* _Problem description_: Reading the records below, count the lines in which the string "SubmitBids" appears; write the number only.

* _Task inputs_:
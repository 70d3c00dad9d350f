//! One submission attempt, from selection snapshot to [`SubmissionResult`].

use chrono::{NaiveDate, Utc};
use lazy_static::lazy_static;
use reqwest::header::HeaderValue;
use std::collections::HashMap;
use std::fmt::Display;
use std::sync::Arc;
use tracing::{debug, info, warn};

use crate::adapter::{Adapter, AdapterError, AdapterSet, Credentials, Operation};
use crate::error::{PolicyError, SubmissionError};
use crate::headers::{self, HeaderCheck};
use crate::normalize::{SubmissionResult, normalize};
use crate::order::{TypedOrder, ValidationRequest, WithdrawalOrder};
use crate::row::RawRow;
use crate::transport::HttpReply;
use crate::{Action, Destination, Product, iso, serializer};

type RouteKey = (Destination, Product, Action);

const fn operation_for(product: Product, action: Action) -> Operation {
    match (action, product) {
        (Action::Submit, Product::VirtualBid) => Operation::SubmitBids,
        (Action::Submit, Product::VirtualOffer) => Operation::SubmitOffers,
        (Action::Submit, Product::Spread) => Operation::SubmitSpreads,
        (Action::Withdraw, Product::VirtualBid) => Operation::WithdrawBids,
        (Action::Withdraw, Product::VirtualOffer) => Operation::WithdrawOffers,
        (Action::Withdraw, Product::Spread) => Operation::WithdrawSpreads,
        (Action::Validate, Product::VirtualBid | Product::VirtualOffer) => {
            Operation::ValidateVirtuals
        }
        (Action::Validate, Product::Spread) => Operation::ValidateSpreads,
    }
}

lazy_static! {
    static ref ROUTES: HashMap<RouteKey, Operation> = Destination::ALL
        .into_iter()
        .flat_map(|destination| {
            Product::ALL.into_iter().flat_map(move |product| {
                [Action::Submit, Action::Withdraw, Action::Validate]
                    .into_iter()
                    .map(move |action| {
                        ((destination, product, action), operation_for(product, action))
                    })
            })
        })
        .filter(|((destination, _, _), operation)| {
            iso::operations(*destination).contains(operation)
        })
        .collect();
}

/// The single adapter operation serving a selection, if the destination has one.
pub fn route(destination: Destination, product: Product, action: Action) -> Option<Operation> {
    ROUTES.get(&(destination, product, action)).copied()
}

/// Immutable snapshot of the trader's selections, taken when they hit submit.
#[derive(Debug, Clone, PartialEq, Eq)]
pub struct SubmissionContext {
    pub destination: Option<Destination>,
    pub product: Option<Product>,
    pub action: Action,
    pub account_name: Option<String>,
    pub password: Option<String>,
    pub trade_date: Option<NaiveDate>,
    /// Uploaded header row, as written in the file.
    pub columns: Vec<String>,
    pub rows: Vec<RawRow>,
}

#[derive(Debug, Clone, Copy, PartialEq, Eq, Default)]
pub enum SubmissionState {
    #[default]
    Idle,
    Validating,
    Submitting,
    Succeeded,
    Failed,
}

impl SubmissionState {
    pub const fn can_transition_to(self, next: Self) -> bool {
        matches!(
            (self, next),
            (Self::Idle, Self::Validating)
                | (Self::Validating, Self::Submitting | Self::Failed)
                | (Self::Submitting, Self::Succeeded | Self::Failed)
        )
    }
}

impl Display for SubmissionState {
    fn fmt(&self, f: &mut std::fmt::Formatter<'_>) -> std::fmt::Result {
        match self {
            Self::Idle => write!(f, "idle"),
            Self::Validating => write!(f, "validating"),
            Self::Submitting => write!(f, "submitting"),
            Self::Succeeded => write!(f, "succeeded"),
            Self::Failed => write!(f, "failed"),
        }
    }
}

#[derive(Debug, Clone, Copy, PartialEq, Eq, thiserror::Error)]
#[error("Illegal submission state transition: {from} -> {to}")]
pub struct TransitionError {
    pub from: SubmissionState,
    pub to: SubmissionState,
}

impl From<TransitionError> for SubmissionError {
    fn from(error: TransitionError) -> Self {
        Self::Configuration(error.to_string())
    }
}

/// Tracks the state of one attempt. A fresh attempt gets a fresh lifecycle.
#[derive(Debug, Clone, Default, PartialEq, Eq)]
pub struct Lifecycle {
    state: SubmissionState,
}

impl Lifecycle {
    pub const fn state(&self) -> SubmissionState {
        self.state
    }

    pub fn transition(&mut self, next: SubmissionState) -> Result<(), TransitionError> {
        if !self.state.can_transition_to(next) {
            return Err(TransitionError {
                from: self.state,
                to: next,
            });
        }

        debug!("Submission attempt {} -> {next}", self.state);
        self.state = next;
        Ok(())
    }
}

/// A settled attempt.
#[derive(Debug, Clone, PartialEq)]
pub struct Attempt {
    pub state: SubmissionState,
    pub result: SubmissionResult,
}

#[derive(Debug)]
enum Call {
    Validate(ValidationRequest),
    Submit(Operation, Vec<TypedOrder>),
    Withdraw(Operation, Option<Vec<WithdrawalOrder>>),
}

#[derive(Debug)]
struct Plan {
    destination: Destination,
    credentials: Credentials,
    call: Call,
}

fn is_header_safe(value: &str) -> bool {
    HeaderValue::from_str(value).is_ok()
}

fn required_text(value: Option<&str>) -> Option<String> {
    value
        .map(str::trim)
        .filter(|text| !text.is_empty())
        .map(str::to_string)
}

/// Everything that can be decided without the network.
fn plan(context: &SubmissionContext, today: NaiveDate) -> Result<Plan, SubmissionError> {
    let destination = context.destination.ok_or(PolicyError::MissingDestination)?;
    let product = context.product.ok_or(PolicyError::MissingProduct)?;
    let account_name =
        required_text(context.account_name.as_deref()).ok_or(PolicyError::MissingAccount)?;
    if !is_header_safe(&account_name) {
        return Err(PolicyError::InvalidAccountName.into());
    }
    let trade_date = context.trade_date.ok_or(PolicyError::MissingTradeDate)?;
    if trade_date <= today {
        return Err(PolicyError::TradeDateNotInFuture { trade_date, today }.into());
    }

    let action = context.action;
    let password = context.password.clone().filter(|p| !p.is_empty());
    if destination.requires_password_for(action) {
        match password.as_deref() {
            None => return Err(PolicyError::PasswordRequired { destination }.into()),
            Some(password) if !is_header_safe(password) => {
                return Err(PolicyError::InvalidPassword.into());
            }
            Some(_) => {}
        }
    }

    let kind = product.kind();
    let rows_required =
        action != Action::Withdraw || serializer::takes_withdrawal_identifiers(destination, kind);
    if rows_required && context.rows.is_empty() {
        return Err(PolicyError::NoRows.into());
    }

    let operation = route(destination, product, action)
        .ok_or_else(|| SubmissionError::unsupported_route(destination, product, action))?;

    let call = if action == Action::Withdraw {
        Call::Withdraw(
            operation,
            serializer::serialize_withdrawals(destination, kind, &context.rows)?,
        )
    } else {
        match headers::check(destination, kind, &context.columns) {
            HeaderCheck::NoUpload => return Err(PolicyError::NoRows.into()),
            HeaderCheck::NoRules { destination, kind } => {
                return Err(SubmissionError::no_rules(destination, kind));
            }
            HeaderCheck::Checked(diagnostic) if !diagnostic.ok => {
                return Err(SubmissionError::Validation(diagnostic));
            }
            HeaderCheck::Checked(_) => {}
        }

        let orders = serializer::serialize(destination, kind, &context.rows)?;
        match (action, product) {
            (Action::Validate, Product::VirtualBid) => {
                Call::Validate(ValidationRequest::bids(orders))
            }
            (Action::Validate, Product::VirtualOffer) => {
                Call::Validate(ValidationRequest::offers(orders))
            }
            (Action::Validate, Product::Spread) => {
                Call::Validate(ValidationRequest::Spreads(orders))
            }
            _ => Call::Submit(operation, orders),
        }
    };

    Ok(Plan {
        destination,
        credentials: Credentials {
            account_name,
            password,
            trade_date,
        },
        call,
    })
}

async fn invoke(adapter: &dyn Adapter, plan: &Plan) -> Result<HttpReply, AdapterError> {
    let credentials = &plan.credentials;
    match &plan.call {
        Call::Validate(request) => adapter.validate(credentials, request).await,
        Call::Submit(Operation::SubmitBids, orders) => {
            adapter.submit_bids(credentials, orders).await
        }
        Call::Submit(Operation::SubmitOffers, orders) => {
            adapter.submit_offers(credentials, orders).await
        }
        Call::Submit(Operation::SubmitSpreads, orders) => {
            adapter.submit_spreads(credentials, orders).await
        }
        Call::Withdraw(Operation::WithdrawBids, identifiers) => {
            adapter.withdraw_bids(credentials, identifiers.as_deref()).await
        }
        Call::Withdraw(Operation::WithdrawOffers, identifiers) => {
            adapter.withdraw_offers(credentials, identifiers.as_deref()).await
        }
        Call::Withdraw(Operation::WithdrawSpreads, identifiers) => {
            adapter.withdraw_spreads(credentials, identifiers.as_deref()).await
        }
        Call::Submit(operation, _) | Call::Withdraw(operation, _) => {
            Err(AdapterError::Unsupported {
                destination: plan.destination,
                operation: *operation,
            })
        }
    }
}

/// Runs submission attempts against a set of destination adapters.
#[derive(Debug, Clone)]
pub struct Submitter {
    adapters: AdapterSet,
}

impl Submitter {
    pub const fn new(adapters: AdapterSet) -> Self {
        Self { adapters }
    }

    fn adapter(&self, destination: Destination) -> Result<&Arc<dyn Adapter>, SubmissionError> {
        self.adapters.get(destination).ok_or_else(|| {
            SubmissionError::Configuration(format!("No adapter registered for {destination}"))
        })
    }

    async fn drive(
        &self,
        lifecycle: &mut Lifecycle,
        context: &SubmissionContext,
    ) -> Result<HttpReply, SubmissionError> {
        lifecycle.transition(SubmissionState::Validating)?;

        let plan = plan(context, Utc::now().date_naive())?;
        let adapter = self.adapter(plan.destination)?;

        lifecycle.transition(SubmissionState::Submitting)?;
        info!(
            destination = %plan.destination,
            action = %context.action,
            account = %plan.credentials.account_name,
            trade_date = %plan.credentials.trade_date,
            rows = context.rows.len(),
            "Submitting"
        );

        Ok(invoke(adapter.as_ref(), &plan).await?)
    }

    /// Runs one attempt to completion. Never fails: every error becomes the result.
    pub async fn run(&self, context: SubmissionContext) -> Attempt {
        let mut lifecycle = Lifecycle::default();

        let result = match self.drive(&mut lifecycle, &context).await {
            Ok(reply) => normalize(Ok(reply)),
            Err(error) => {
                warn!("Submission failed ({:?}): {error}", error.kind());
                SubmissionResult::from(error)
            }
        };

        let terminal = if result.success {
            SubmissionState::Succeeded
        } else {
            SubmissionState::Failed
        };
        if let Err(error) = lifecycle.transition(terminal) {
            warn!("{error}");
        }

        Attempt {
            state: lifecycle.state(),
            result,
        }
    }

    pub async fn submit(&self, context: SubmissionContext) -> SubmissionResult {
        self.run(context).await.result
    }
}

* _Result for this task_: 2